Difficile de dire quelles sont les sociétés qui en profitent le plus.
La BCE a refusé de fournir des détails en ne divulguant que l'ISIN (numéro d'identification internationale de titres) de chaque émission obligataire, mais pas les montants achetés.
Lorsque la BCE achète ses obligations, elle fait grimper leur prix tout en poussant leur rendement à la baisse, ce qui est l'objectif.
Elle abaisse donc davantage les coûts de financement de ces sociétés.
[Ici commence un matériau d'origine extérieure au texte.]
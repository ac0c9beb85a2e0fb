//! Alphabetical ("A–Z / 0-9") index over term titles.
//!
//! Terms are bucketed by the first character of their trimmed title:
//! ASCII letters go to their uppercase letter, ASCII digits share a single
//! `0-9` bucket. Titles starting with anything else (kana, kanji, symbols)
//! are counted as unindexed and left out.

use serde::{Serialize, Serializer};
use std::fmt;

use crate::models::{compare_titles, Term};

/// Label of the shared digits bucket.
pub const DIGITS_LABEL: &str = "0-9";

/// One bucket of the alphabetical index.
#[derive(Debug, Clone, Copy, PartialEq, Eq, Hash, PartialOrd, Ord)]
pub enum IndexKey {
    Letter(char),
    Digits,
}

impl IndexKey {
    /// All keys in display order: `A`..=`Z`, then `0-9`.
    pub fn all() -> impl Iterator<Item = IndexKey> {
        ('A'..='Z').map(IndexKey::Letter).chain(std::iter::once(IndexKey::Digits))
    }

    /// Parse a user-supplied key such as `"a"`, `"Q"`, `"0-9"`, or `"7"`.
    pub fn parse(raw: &str) -> Option<IndexKey> {
        let raw = raw.trim();
        if raw == DIGITS_LABEL {
            return Some(IndexKey::Digits);
        }
        let mut chars = raw.chars();
        match (chars.next(), chars.next()) {
            (Some(c), None) => Self::for_char(c),
            _ => None,
        }
    }

    /// Bucket for a title, or `None` when it starts with a non-ASCII-alphanumeric.
    pub fn for_title(title: &str) -> Option<IndexKey> {
        title.trim().chars().next().and_then(Self::for_char)
    }

    fn for_char(c: char) -> Option<IndexKey> {
        if c.is_ascii_alphabetic() {
            Some(IndexKey::Letter(c.to_ascii_uppercase()))
        } else if c.is_ascii_digit() {
            Some(IndexKey::Digits)
        } else {
            None
        }
    }
}

impl fmt::Display for IndexKey {
    fn fmt(&self, f: &mut fmt::Formatter<'_>) -> fmt::Result {
        match self {
            IndexKey::Letter(c) => write!(f, "{}", c),
            IndexKey::Digits => f.write_str(DIGITS_LABEL),
        }
    }
}

impl Serialize for IndexKey {
    fn serialize<S: Serializer>(&self, serializer: S) -> Result<S::Ok, S::Error> {
        serializer.collect_str(self)
    }
}

#[derive(Debug, Clone, Serialize)]
pub struct IndexGroup {
    pub key: IndexKey,
    pub terms: Vec<Term>,
}

#[derive(Debug, Clone, Serialize)]
#[serde(rename_all = "camelCase")]
pub struct AlphabetIndex {
    /// One group per key in [`IndexKey::all`] order, empty groups included.
    pub groups: Vec<IndexGroup>,
    /// Terms whose title does not start with an ASCII letter or digit.
    pub unindexed: usize,
}

impl AlphabetIndex {
    pub fn group(&self, key: IndexKey) -> Option<&IndexGroup> {
        self.groups.iter().find(|g| g.key == key)
    }

    pub fn non_empty(&self) -> impl Iterator<Item = &IndexGroup> {
        self.groups.iter().filter(|g| !g.terms.is_empty())
    }
}

/// Bucket `terms` by title initial; each bucket sorted case-insensitively.
pub fn build_alphabet_index(terms: &[Term]) -> AlphabetIndex {
    let mut groups: Vec<IndexGroup> = IndexKey::all()
        .map(|key| IndexGroup {
            key,
            terms: Vec::new(),
        })
        .collect();
    let mut unindexed = 0;

    for term in terms {
        match IndexKey::for_title(&term.title) {
            Some(IndexKey::Letter(c)) => groups[(c as u8 - b'A') as usize].terms.push(term.clone()),
            Some(IndexKey::Digits) => groups[26].terms.push(term.clone()),
            None => unindexed += 1,
        }
    }

    for group in &mut groups {
        group.terms.sort_by(|a, b| compare_titles(&a.title, &b.title));
    }

    AlphabetIndex { groups, unindexed }
}
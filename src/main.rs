//! # Glossary Harness CLI (`glossary`)
//!
//! The `glossary` binary is the primary interface for Glossary Harness. It
//! provides commands for database initialization, content sync, search,
//! category and index browsing, static exports, and starting the HTTP API.
//!
//! ## Usage
//!
//! ```bash
//! glossary --config ./config/glossary.toml <command>
//! ```
//!
//! ## Commands
//!
//! | Command | Description |
//! |---------|-------------|
//! | `glossary init` | Create the SQLite database and run schema migrations |
//! | `glossary sources` | List connectors and their health status |
//! | `glossary sync <connector>` | Sync from `microcms` or `snapshot` |
//! | `glossary search "<query>"` | Ranked keyword search |
//! | `glossary tree` | Print the category tree |
//! | `glossary index [KEY]` | Browse the A–Z / 0-9 index |
//! | `glossary get <id-or-slug>` | Show one term |
//! | `glossary recommended` | List recommended terms |
//! | `glossary stats` | Snapshot statistics |
//! | `glossary export` | Export terms, tree, and index as JSON |
//! | `glossary sitemap` | Write the XML sitemap |
//! | `glossary serve` | Start the JSON HTTP API |

use clap::{Parser, Subcommand};
use std::path::PathBuf;
use tracing_subscriber::EnvFilter;

use glossary_harness::search::SearchQuery;
use glossary_harness::{
    categories, config, export, get, index, ingest, migrate, recommended, search, server,
    sitemap, sources, stats,
};

/// Glossary Harness CLI: sync, search, and serve an IT glossary.
///
/// All commands accept a `--config` flag pointing to a TOML configuration
/// file. See `config/glossary.example.toml` for a full example.
#[derive(Parser)]
#[command(
    name = "glossary",
    about = "Glossary Harness: sync, search, and serve an IT glossary",
    version,
    long_about = "Glossary Harness syncs terms and categories from microCMS (or a JSON snapshot) \
    into a local SQLite database and serves ranked search, a category tree, an A–Z index, \
    and a sitemap via a CLI and a JSON HTTP API."
)]
struct Cli {
    /// Path to configuration file (TOML).
    #[arg(long, global = true, default_value = "./config/glossary.toml")]
    config: PathBuf,

    /// Increase log verbosity (-v info, -vv debug, -vvv trace). `RUST_LOG` wins when set.
    #[arg(short, long, global = true, action = clap::ArgAction::Count)]
    verbose: u8,

    #[command(subcommand)]
    command: Commands,
}

/// Top-level CLI commands.
#[derive(Subcommand)]
enum Commands {
    /// Initialize the database schema.
    ///
    /// Creates the SQLite database file and the categories, terms, and
    /// checkpoints tables. Running it again is safe.
    Init,

    /// List available connectors and their status.
    Sources,

    /// Sync categories and terms from a connector.
    ///
    /// Every sync is a full snapshot: records missing from the source are
    /// removed locally.
    Sync {
        /// Connector: `microcms` or `snapshot`.
        connector: String,

        /// Fetch and validate without writing to the database.
        #[arg(long)]
        dry_run: bool,
    },

    /// Search terms by keyword.
    Search {
        /// The search query string.
        query: String,

        /// Only terms in this category id.
        #[arg(long)]
        category: Option<String>,

        /// Only terms of this difficulty: beginner, intermediate, or advanced.
        #[arg(long)]
        difficulty: Option<String>,

        /// Maximum number of results to return.
        #[arg(long)]
        limit: Option<usize>,

        /// Show each result's relevance tier and score.
        #[arg(long)]
        explain: bool,
    },

    /// Print the category tree with term counts.
    Tree {
        /// List each category's terms under it.
        #[arg(long)]
        terms: bool,
    },

    /// Browse the alphabetical index.
    Index {
        /// One group: a letter or `0-9`. Omit to list all non-empty groups.
        key: Option<String>,
    },

    /// Show a term by id or slug.
    Get {
        /// Term id or slug.
        id: String,
    },

    /// List recommended terms.
    Recommended {
        /// Maximum number of terms to show.
        #[arg(long)]
        limit: Option<usize>,
    },

    /// Show snapshot statistics.
    Stats,

    /// Export terms, category tree, and index as JSON.
    Export {
        /// Output file path. Prints to stdout when omitted.
        #[arg(long, short)]
        output: Option<PathBuf>,
    },

    /// Generate the XML sitemap.
    Sitemap {
        /// Output file path. Prints to stdout when omitted.
        #[arg(long, short)]
        output: Option<PathBuf>,
    },

    /// Start the JSON HTTP API.
    ///
    /// Binds to the address configured in `[server].bind`.
    Serve,
}

fn setup_logging(verbosity: u8) {
    let level = match verbosity {
        0 => "warn",
        1 => "info",
        2 => "debug",
        _ => "trace",
    };
    let filter = EnvFilter::try_from_default_env().unwrap_or_else(|_| EnvFilter::new(level));

    tracing_subscriber::fmt()
        .with_env_filter(filter)
        .with_writer(std::io::stderr)
        .with_target(true)
        .init();
}

#[tokio::main]
async fn main() -> anyhow::Result<()> {
    let cli = Cli::parse();
    setup_logging(cli.verbose);

    let cfg = config::load_config(&cli.config)?;

    match cli.command {
        Commands::Init => {
            migrate::run_migrations(&cfg).await?;
            println!("Database initialized successfully.");
        }
        Commands::Sources => {
            sources::list_sources(&cfg)?;
        }
        Commands::Sync { connector, dry_run } => {
            ingest::run_sync(&cfg, &connector, dry_run).await?;
        }
        Commands::Search {
            query,
            category,
            difficulty,
            limit,
            explain,
        } => {
            let request = SearchQuery {
                query,
                category,
                difficulty,
                limit,
            };
            search::run_search(&cfg, &request, explain).await?;
        }
        Commands::Tree { terms } => {
            categories::run_tree(&cfg, terms).await?;
        }
        Commands::Index { key } => {
            index::run_index(&cfg, key.as_deref()).await?;
        }
        Commands::Get { id } => {
            get::run_get(&cfg, &id).await?;
        }
        Commands::Recommended { limit } => {
            recommended::run_recommended(&cfg, limit).await?;
        }
        Commands::Stats => {
            stats::run_stats(&cfg).await?;
        }
        Commands::Export { output } => {
            export::run_export(&cfg, output.as_deref()).await?;
        }
        Commands::Sitemap { output } => {
            sitemap::run_sitemap(&cfg, output.as_deref()).await?;
        }
        Commands::Serve => {
            server::run_server(&cfg).await?;
        }
    }

    Ok(())
}
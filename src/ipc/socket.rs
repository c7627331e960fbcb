//! # Socket rendezvous.
//!
//! Both sockets live in the first usable directory among the candidates
//! (default: `/run/procvisor`, then `/run/user/<euid>/procvisor`). The server
//! creates the directory (mode `0700`) if needed and removes a stale socket file
//! left by a dead supervisor; a socket that still accepts connections is left
//! alone and the next candidate is tried.

use std::fs::DirBuilder;
use std::os::unix::fs::{DirBuilderExt, FileTypeExt};
use std::path::{Path, PathBuf};

use tokio::net::UnixListener;
use tracing::{debug, warn};

/// File name of the configuration socket.
pub const CONFIG_SOCKET: &str = "config";
/// File name of the control socket.
pub const CONTROL_SOCKET: &str = "control";

/// Default candidate directories for the current effective user.
pub fn default_socket_dirs() -> Vec<PathBuf> {
    let euid = nix::unistd::geteuid();
    vec![
        PathBuf::from("/run/procvisor"),
        PathBuf::from(format!("/run/user/{euid}/procvisor")),
    ]
}

/// Binds `name` in the first usable candidate directory.
///
/// Returns `None` if no candidate works; each failure is logged.
pub fn bind_in(name: &str, dirs: &[PathBuf]) -> Option<(PathBuf, UnixListener)> {
    for dir in dirs {
        if let Err(e) = DirBuilder::new().recursive(true).mode(0o700).create(dir) {
            debug!(dir = %dir.display(), error = %e, "cannot create socket directory");
            continue;
        }
        let path = dir.join(name);
        if !clear_stale(&path) {
            continue;
        }
        match UnixListener::bind(&path) {
            Ok(listener) => return Some((path, listener)),
            Err(e) => warn!(path = %path.display(), error = %e, "cannot bind socket"),
        }
    }
    None
}

/// First candidate where a socket file `name` exists.
pub fn find_in(name: &str, dirs: &[PathBuf]) -> Option<PathBuf> {
    dirs.iter().map(|dir| dir.join(name)).find(|path| is_socket(path))
}

fn is_socket(path: &Path) -> bool {
    std::fs::metadata(path).is_ok_and(|m| m.file_type().is_socket())
}

/// Removes `path` if it is a socket nobody listens on. Returns false if the path stays occupied.
fn clear_stale(path: &Path) -> bool {
    let Ok(meta) = std::fs::symlink_metadata(path) else {
        return true;
    };
    if !meta.file_type().is_socket() {
        warn!(path = %path.display(), "path exists and is not a socket");
        return false;
    }
    if std::os::unix::net::UnixStream::connect(path).is_ok() {
        warn!(path = %path.display(), "socket is in use by another process");
        return false;
    }
    match std::fs::remove_file(path) {
        Ok(()) => {
            debug!(path = %path.display(), "removed stale socket");
            true
        }
        Err(e) => {
            warn!(path = %path.display(), error = %e, "cannot remove stale socket");
            false
        }
    }
}
//! # Worker process runner.
//!
//! Executed inside each worker child process:
//!
//! ```text
//! WorkerProcess::run(token)
//!   ├─► worker.start(config)            (once; error → exit 70)
//!   └─► loop:
//!         ├─ token cancelled?            → exit 0   (SIGTERM / SIGINT)
//!         ├─ worker.cycle()              (error → exit 70)
//!         ├─ parent pid changed?         → exit 2   (orphaned)
//!         └─ sleep(interval) | cancelled
//! ```
//!
//! ## Rules
//! - A cycle in progress is never interrupted; cancellation is observed between cycles.
//! - An orphaned worker exits without finishing anything else.

use std::time::Duration;

use tokio_util::sync::CancellationToken;
use tracing::{error, info, warn};

use crate::core::{ExitCode, parent_pid};
use crate::jobs::{JobId, Pid, WorkerConfig};
use crate::workers::worker::Worker;

/// Drives one worker inside its own process.
pub struct WorkerProcess {
    job: JobId,
    worker: Box<dyn Worker>,
    supervisor_pid: Pid,
    interval: Duration,
    parent: fn() -> Pid,
}

impl WorkerProcess {
    /// Creates a runner for `job`, expecting `supervisor_pid` to stay our parent.
    pub fn new(job: JobId, worker: Box<dyn Worker>, supervisor_pid: Pid, interval: Duration) -> Self {
        Self {
            job,
            worker,
            supervisor_pid,
            interval,
            parent: parent_pid,
        }
    }

    /// Overrides how the current parent pid is obtained.
    pub fn with_parent_lookup(mut self, lookup: fn() -> Pid) -> Self {
        self.parent = lookup;
        self
    }

    /// Runs `start` then `cycle` until cancelled or orphaned; returns the process exit code.
    pub async fn run(mut self, config: &WorkerConfig, token: CancellationToken) -> ExitCode {
        info!(job = %self.job, supervisor = self.supervisor_pid, "worker process starting");
        if let Err(e) = self.worker.start(config).await {
            error!(job = %self.job, label = e.as_label(), error = %e, "worker start failed");
            return ExitCode::Software;
        }

        loop {
            if token.is_cancelled() {
                info!(job = %self.job, "shutdown requested, exiting");
                return ExitCode::Success;
            }

            if let Err(e) = self.worker.cycle().await {
                error!(job = %self.job, label = e.as_label(), error = %e, "worker cycle failed");
                return ExitCode::Software;
            }

            if (self.parent)() != self.supervisor_pid {
                warn!(job = %self.job, "parent pid changed, exiting");
                return ExitCode::ParentChanged;
            }

            tokio::select! {
                _ = token.cancelled() => {}
                _ = tokio::time::sleep(self.interval) => {}
            }
        }
    }
}

#[cfg(test)]
mod tests {
    use super::*;
    use crate::error::WorkerError;
    use async_trait::async_trait;
    use std::sync::Arc;
    use std::sync::atomic::{AtomicU32, Ordering};

    struct Counting {
        cycles: Arc<AtomicU32>,
        cancel_after: u32,
        token: CancellationToken,
    }

    #[async_trait]
    impl Worker for Counting {
        async fn start(&mut self, _config: &WorkerConfig) -> Result<(), WorkerError> {
            Ok(())
        }

        async fn cycle(&mut self) -> Result<(), WorkerError> {
            let n = self.cycles.fetch_add(1, Ordering::SeqCst) + 1;
            if n >= self.cancel_after {
                self.token.cancel();
            }
            Ok(())
        }
    }

    struct Broken;

    #[async_trait]
    impl Worker for Broken {
        async fn start(&mut self, _config: &WorkerConfig) -> Result<(), WorkerError> {
            Err(WorkerError::Fatal {
                reason: "no database".into(),
            })
        }

        async fn cycle(&mut self) -> Result<(), WorkerError> {
            Ok(())
        }
    }

    fn parent_is_one() -> Pid {
        1
    }

    #[tokio::test]
    async fn test_cancellation_exits_successfully_between_cycles() {
        let token = CancellationToken::new();
        let cycles = Arc::new(AtomicU32::new(0));
        let worker = Counting {
            cycles: cycles.clone(),
            cancel_after: 3,
            token: token.clone(),
        };
        let code = WorkerProcess::new(JobId::from(1), Box::new(worker), 1, Duration::from_millis(1))
            .with_parent_lookup(parent_is_one)
            .run(&WorkerConfig::new(), token)
            .await;
        assert_eq!(code, ExitCode::Success);
        assert_eq!(cycles.load(Ordering::SeqCst), 3);
    }

    #[tokio::test]
    async fn test_orphan_exits_with_parent_changed() {
        let token = CancellationToken::new();
        let worker = Counting {
            cycles: Arc::new(AtomicU32::new(0)),
            cancel_after: u32::MAX,
            token: token.clone(),
        };
        let code = WorkerProcess::new(JobId::from(1), Box::new(worker), 4242, Duration::from_millis(1))
            .with_parent_lookup(parent_is_one)
            .run(&WorkerConfig::new(), token)
            .await;
        assert_eq!(code, ExitCode::ParentChanged);
    }

    #[tokio::test]
    async fn test_failed_start_exits_with_software_error() {
        let code = WorkerProcess::new(JobId::from(1), Box::new(Broken), 1, Duration::from_millis(1))
            .with_parent_lookup(parent_is_one)
            .run(&WorkerConfig::new(), CancellationToken::new())
            .await;
        assert_eq!(code, ExitCode::Software);
    }
}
Pourtant, d'après la commission de la concurrence de l'Union européenne, tout ceci n'est pas de la concurrence déloyale.
Le Parlement européen n'en est pas aussi sûr.
Un groupe multipartite a récemment écrit à Draghi pour demander les noms de sociétés et les montants concernés afin de balayer toute suspicion que les achats puissent bénéficier à un petit groupe d'entreprises privilégiées.
(…) Il n'y a pas que l'opacité, le caractère arbitraire ou les conflits d'intérêts potentiels du QE de la BCE qui posent problème.
Il y a aussi la crainte de voir les gouvernements et les entreprises être devenus dépendants de cet argent virtuellement gratuit.
Draghi peut vouloir autant qu'il veut commencer à réduire ses achats mensuels de 80 à 60 milliards dès cette année, de nombreux bénéficiaires du programme ne sont tout simplement pas prêts à voler de leurs propres ailes.
Le pays d'origine de Draghi en particulier, l'Italie, ne peut se permettre des taux plus élevés qui se manifesteraient en cas d'arrêt des achats d'obligations italiennes par la BCE.
Des taux plus élevés mettraient le pays en faillite.
À ce titre, les Italiens voient en Mario Draghi leur ange gardien de la BCE.
Simultanément, les nombreuses sociétés qui ont bénéficié du support généreux de la BCE durant ces sept derniers mois pourraient trouver la vie plus dure une fois l'open- bar fermé et les coûts de financement revenant à des niveaux correspondant à la réalité.
Jusqu'à ce que cela ait lieu, ces sociétés vont continuer de s'abreuver à la fontaine des liquidités quasiment gratuites tandis que le bilan de la BCE s'alourdit et devient plus bancal chaque mois.